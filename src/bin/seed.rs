use std::sync::Arc;

use apprentice_portal::{
    auth::AuthService,
    domain::{
        AudienceRule, CreateAnnouncementRequest, CreateUserRequest, Priority,
        UpsertStudentProfileRequest, UserRole, LOCATION_TAGS, PROGRAM_STAGES,
    },
    service::ServiceContext,
};
use clap::Parser;
use fake::{
    faker::{
        address::en::CityName,
        name::en::{FirstName, LastName},
        phone_number::en::PhoneNumber,
    },
    Fake,
};
use sqlx::sqlite::SqlitePoolOptions;

const STATES: &[&str] = &["AZ", "IL", "CA", "NY", "NJ", "PA", "DC", "FL", "TX"];

#[derive(Debug, Parser)]
#[command(about = "Seed the apprentice portal database with demo data")]
struct Args {
    #[arg(long, env = "DATABASE_URL", default_value = "sqlite://apprentice-portal.db?mode=rwc")]
    database_url: String,

    /// Number of student accounts to create
    #[arg(long, default_value_t = 24)]
    students: usize,
}

#[tokio::main]
async fn main() -> anyhow::Result<()> {
    let args = Args::parse();
    println!("🌱 Seeding {}", args.database_url);

    let db_pool = SqlitePoolOptions::new()
        .max_connections(5)
        .connect(&args.database_url)
        .await?;

    println!("📋 Running migrations...");
    sqlx::migrate!("./migrations")
        .run(&db_pool)
        .await?;

    let auth_service = Arc::new(AuthService::new(db_pool.clone(), 24, false));
    let ctx = ServiceContext::new(auth_service, None, db_pool);

    println!("👥 Creating accounts...");
    let admin = ctx.user_repo.create(CreateUserRequest {
        email: "admin@apprentice.local".to_string(),
        username: "admin".to_string(),
        password: "admin12345".to_string(),
        role: UserRole::Admin,
    }).await?;
    println!("  ✅ Created admin user (admin@apprentice.local / admin12345)");

    for i in 0..args.students {
        let first_name: String = FirstName().fake();
        let last_name: String = LastName().fake();
        let username = format!("{}{}", first_name.to_lowercase(), i);

        let student = ctx.user_repo.create(CreateUserRequest {
            email: format!("{}@example.com", username),
            username,
            password: "password123".to_string(),
            role: UserRole::Student,
        }).await?;

        // Every fifth student never fills in a profile.
        if i % 5 == 4 {
            continue;
        }

        ctx.student_directory.upsert_profile(student.id, UpsertStudentProfileRequest {
            first_name,
            last_name,
            preferred_name: None,
            phone: Some(PhoneNumber().fake()),
            contact_email: None,
            city: Some(CityName().fake()),
            state: Some(STATES[i % STATES.len()].to_string()),
            location_tag: Some(LOCATION_TAGS[i % LOCATION_TAGS.len()].to_string()),
        }).await?;

        ctx.student_directory
            .set_program_stage(student.id, PROGRAM_STAGES[i % PROGRAM_STAGES.len()])
            .await?;
    }
    println!("  ✅ Created {} students", args.students);

    println!("📢 Creating announcements...");
    let announcements = [
        ("Welcome to the portal", Priority::Medium, AudienceRule::all()),
        ("Apprentice orientation", Priority::High, AudienceRule::bucket(PROGRAM_STAGES[2])),
        ("New York kitchen tour", Priority::Low, AudienceRule::location("NY")),
        (
            "Explorer workshop",
            Priority::Medium,
            AudienceRule::program_stages([PROGRAM_STAGES[0], PROGRAM_STAGES[1]]),
        ),
        (
            "Chicago mixer",
            Priority::Medium,
            AudienceRule::locations([LOCATION_TAGS[1]]),
        ),
        (
            "Graduates and Los Angeles students",
            Priority::High,
            AudienceRule::both([PROGRAM_STAGES[3], PROGRAM_STAGES[4]], [LOCATION_TAGS[2]]),
        ),
    ];

    for (title, priority, audience) in announcements {
        let mode = audience.mode;
        ctx.announcement_service.create(&admin, CreateAnnouncementRequest {
            title: title.to_string(),
            content: format!("{} details will follow.", title),
            priority,
            category: None,
            audience,
            notify_students: false,
            include_admins: false,
        }).await?;
        println!("  ✅ {} ({})", title, mode.as_str());
    }

    println!("🎉 Seeding complete");
    Ok(())
}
..........
> [Task description]: Start at the first line of the entries above. Set down each line exactly through the one with "const STATES: &[&str]", and stop there.

> [Task output]:
filename src/bin/seed.rs
use std::sync::Arc;

use apprentice_portal::{
    auth::AuthService,
    domain::{
        AudienceRule, CreateAnnouncementRequest, CreateUserRequest, Priority,
        UpsertStudentProfileRequest, UserRole, LOCATION_TAGS, PROGRAM_STAGES,
    },
    service::ServiceContext,
};
use clap::Parser;
use fake::{
    faker::{
        address::en::CityName,
        name::en::{FirstName, LastName},
        phone_number::en::PhoneNumber,
    },
    Fake,
};
use sqlx::sqlite::SqlitePoolOptions;

const STATES: &[&str] = &["AZ", "IL", "CA", "NY", "NJ", "PA", "DC", "FL", "TX"];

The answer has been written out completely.